Future research should target
Multicenter, blinded RCTs with standardized PRP protocols, Subgroup analysis based on age, symptom duration, and tendon thickness, Comparisons with physical therapy, hyaluronic acid, or combined approaches, Evaluation of long-term tendon remodeling via imaging and biomarkers.
Conclusion
Platelet-rich plasma (PRP) therapy represents an evolving and biologically grounded intervention for long head of biceps tendon (LHBT) tendinopathy. Based on this systematic review, PRP injections—especially when delivered under ultrasound guidance—consistently show positive short-term outcomes in pain relief, functional restoration, and tendon-specific healing without major adverse effects.
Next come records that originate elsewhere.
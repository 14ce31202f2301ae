//! # RO-02: Scoring Engine
//!
//! Three descriptive measures of how visually coherent an ordering is. None
//! of them is used to pick a winner; they are reported next to every result.
//!
//! ## Architecture
//!
//! - **Algorithms**: neighborhood distance (sparse band and naive reference),
//!   wrap-around convolution, block entropy
//! - **Application**: [`ScoringEngine`] runs all three, logging and absorbing
//!   failures so one bad measure never aborts a batch
//! - **Config**: [`ScoringConfig`]

pub mod algorithms;
pub mod application;
pub mod config;
pub mod domain;

pub use algorithms::{
    baseline_convolution, baseline_entropy, neighborhood_dist, neighborhood_dist_naive,
};
pub use application::engine::ScoringEngine;
pub use config::ScoringConfig;
pub use domain::errors::ScoreError;
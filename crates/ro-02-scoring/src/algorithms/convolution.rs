//! Convolution score.
//!
//! A high-pass kernel (all `-1`, center `kr * kc - 1`) responds to local
//! contrast. The data is min-max normalized globally, convolved in full mode
//! with wrap-around boundaries, and the response summed.

use crate::domain::errors::ScoreError;
use ndarray::{Array2, ArrayView2};

const MEASURE: &str = "Convolution score";

/// Kernel side for a data dimension: 10% of it, clamped to `[3, 10]`.
fn kernel_side(len: usize) -> usize {
    ((len as f64 * 0.1) as usize).clamp(3, 10)
}

/// High-pass kernel sized for `rows x cols` data.
pub fn high_pass_kernel(rows: usize, cols: usize) -> Array2<f64> {
    let kr = kernel_side(rows);
    let kc = kernel_side(cols);
    let mut kernel = Array2::from_elem((kr, kc), -1.0);
    kernel[[kr / 2, kc / 2]] = (kr * kc) as f64 - 1.0;
    kernel
}

/// Full 2-D convolution where input indices wrap around both axes.
pub fn convolve_full_wrap(data: ArrayView2<'_, f64>, kernel: ArrayView2<'_, f64>) -> Array2<f64> {
    let (rows, cols) = data.dim();
    let (kr, kc) = kernel.dim();
    let mut out = Array2::zeros((rows + kr - 1, cols + kc - 1));

    for ((i, j), value) in out.indexed_iter_mut() {
        let mut acc = 0.0;
        for a in 0..kr {
            let r = (i as isize - a as isize).rem_euclid(rows as isize) as usize;
            for b in 0..kc {
                let c = (j as isize - b as isize).rem_euclid(cols as isize) as usize;
                acc += kernel[[a, b]] * data[[r, c]];
            }
        }
        *value = acc;
    }
    out
}

/// Summed high-pass response of the normalized data.
pub fn baseline_convolution(data: ArrayView2<'_, f64>, is_scalar: bool) -> Result<f64, ScoreError> {
    let (rows, cols) = data.dim();
    if rows == 0 || cols == 0 {
        return Err(ScoreError::EmptyEnsemble);
    }
    if is_scalar {
        return Err(ScoreError::RequiresSeries {
            measure: MEASURE,
            rows,
        });
    }

    let min = data.iter().copied().fold(f64::INFINITY, f64::min);
    let max = data.iter().copied().fold(f64::NEG_INFINITY, f64::max);
    let range = max - min;
    if range == 0.0 || !range.is_finite() {
        return Err(ScoreError::Degenerate {
            measure: MEASURE,
            reason: format!("value range is {range}"),
        });
    }

    let normalized = data.mapv(|v| (v - min) / range);
    let kernel = high_pass_kernel(rows, cols);
    let total = convolve_full_wrap(normalized.view(), kernel.view()).sum();

    if !total.is_finite() {
        return Err(ScoreError::NonFinite { measure: MEASURE });
    }
    Ok(total)
}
The technique developed and validated by Elazabet al. [6] marks a pioneering step in the treatment of isolated LHBT pathology, offering a safe and replicable protocol for routine clinical use. While the evidence is promising, the current literature is limited by small sample sizes, methodological heterogeneity, and a lack of long-term follow-up. To optimize outcomes, future research must prioritize protocol standardization, high-level trial design, and evaluation of cost-effectiveness [25- 30]. With proper integration into shoulder care algorithms, PRP could provide an effective, steroid-sparing option for patients suffering from chronic LHBT tendinopathy. Future research should build upon the variations identified in Table 2, particularly in PRP type, imaging technique, and dosing frequency, to standardize clinical protocols.